Regular backups of the Sunbeam cluster are a critical component of any robust disaster recovery plan,
ensuring the resilience and continuity of the Canonical OpenStack Cluster deployment. Given that
the procedures described below primarily focus on backing up essential control-plane elements
including application data (MySQL, Vault), the Kubernetes control plane, Juju controller state,
and sunbeam-clusterd.

Unexpected hardware failures, human error, or data corruption can severely compromise the
control plane, leading to extended outages and potential data loss. By maintaining up-to-date
backups, administrators can significantly minimize recovery time objectives (RTO) and restore the
core management services necessary for operating the cloud infrastructure.


s3-integrator
-------------
The Sunbeam cluster, by default, utilizes ceph-rgw within MicroCeph, which provides S3-compatible
object storage capabilities. This built-in functionality can be used to create the S3 buckets
necessary for the backup procedures described here.
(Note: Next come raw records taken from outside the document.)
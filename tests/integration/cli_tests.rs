use clap::Parser;
use dupclean::cli::Cli;
use dupclean::error::ExitCode;
use dupclean::run_with;
use std::fs;
use std::path::Path;
use tempfile::tempdir;

fn fixture(root: &Path) {
    fs::write(root.join("a.txt"), b"hello").unwrap();
    fs::create_dir(root.join("sub")).unwrap();
    fs::write(root.join("sub/b.txt"), b"hello").unwrap();
    fs::write(root.join("sub/c.txt"), b"world").unwrap();
}

fn run(args: &[&str], input: &str) -> (anyhow::Result<ExitCode>, String) {
    let mut argv = vec!["dupclean"];
    argv.extend_from_slice(args);
    let cli = Cli::try_parse_from(argv).unwrap();

    let mut out = Vec::new();
    let result = run_with(cli, input.as_bytes(), &mut out);
    (result, String::from_utf8(out).unwrap())
}

#[test]
fn test_report_only_text_output() {
    let dir = tempdir().unwrap();
    fixture(dir.path());
    let root = dir.path().to_str().unwrap();

    let (result, out) = run(&["-q", "-p", root], "");

    assert_eq!(result.unwrap(), ExitCode::Success);
    assert!(out.starts_with("Files found: 3\n"));
    assert!(out.contains(&format!(
        "Duplicate: {} (of {})",
        dir.path().join("sub/b.txt").display(),
        dir.path().join("a.txt").display()
    )));
    assert!(dir.path().join("sub/b.txt").exists());
}

#[test]
fn test_delete_with_yes_skips_prompt() {
    let dir = tempdir().unwrap();
    fixture(dir.path());
    let root = dir.path().to_str().unwrap();

    let (result, out) = run(&["-q", "-p", root, "-f", "-y"], "");

    assert_eq!(result.unwrap(), ExitCode::Success);
    assert!(out.contains("Deleted 1 file(s)"));
    assert!(!dir.path().join("sub/b.txt").exists());
    assert!(dir.path().join("a.txt").exists());
}

#[test]
fn test_delete_confirmed_at_prompt() {
    let dir = tempdir().unwrap();
    fixture(dir.path());
    let root = dir.path().to_str().unwrap();

    let (result, _) = run(&["-q", "-p", root, "-f"], "YES\n");

    assert_eq!(result.unwrap(), ExitCode::Success);
    assert!(!dir.path().join("sub/b.txt").exists());
}

#[test]
fn test_delete_declined_at_prompt_reports_only() {
    let dir = tempdir().unwrap();
    fixture(dir.path());
    let root = dir.path().to_str().unwrap();

    let (result, out) = run(&["-q", "-p", root, "-f"], "yes\n");

    assert_eq!(result.unwrap(), ExitCode::Success);
    assert!(!out.contains("Deleted"));
    assert!(dir.path().join("sub/b.txt").exists());
}

#[test]
fn test_no_duplicates_exit_code() {
    let dir = tempdir().unwrap();
    fs::write(dir.path().join("one"), b"1").unwrap();
    fs::write(dir.path().join("two"), b"2").unwrap();

    let (result, _) = run(&["-q", "-p", dir.path().to_str().unwrap()], "");

    assert_eq!(result.unwrap(), ExitCode::NoDuplicates);
}

#[test]
fn test_json_output() {
    let dir = tempdir().unwrap();
    fixture(dir.path());
    let root = dir.path().to_str().unwrap();

    let (result, out) = run(&["-p", root, "-o", "json", "-f", "-y"], "");
    assert_eq!(result.unwrap(), ExitCode::Success);

    let value: serde_json::Value = serde_json::from_str(&out).unwrap();
    assert_eq!(value["summary"]["total_files"], 3);
    assert_eq!(value["summary"]["unique_files"], 2);
    assert_eq!(value["summary"]["duplicate_files"], 1);
    assert_eq!(value["summary"]["deleted"], 1);
    assert_eq!(value["summary"]["exit_code"], 0);
    assert_eq!(value["summary"]["exit_code_name"], "DC000");
    assert_eq!(
        value["duplicates"][0]["original"],
        dir.path().join("a.txt").to_str().unwrap()
    );
    assert_eq!(value["deletion"]["confirmed"], true);
    assert_eq!(value["deletion"]["outcomes"][0]["deleted"], true);
}

#[test]
fn test_missing_root_is_an_error() {
    let dir = tempdir().unwrap();
    let missing = dir.path().join("nope");

    let (result, out) = run(&["-q", "-p", missing.to_str().unwrap()], "");

    let err = result.unwrap_err();
    assert!(format!("{err:#}").contains("Path not found"));
    assert!(out.is_empty());
}

#[test]
fn test_empty_directory_exit_code() {
    let dir = tempdir().unwrap();

    let (result, out) = run(&["-q", "-p", dir.path().to_str().unwrap(), "-f", "-y"], "");

    assert_eq!(result.unwrap(), ExitCode::NoDuplicates);
    assert!(out.starts_with("Files found: 0\n"));
}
While this is convenient for initial setup
and testing, it is recommended that for production environments, all critical backups be
stored in an S3-compatible service located outside of the Canonical OpenStack Cluster deployment
itself. Storing backups externally ensures resilience against catastrophic failures that could
affect the entire cloud environment, including the internal Ceph cluster.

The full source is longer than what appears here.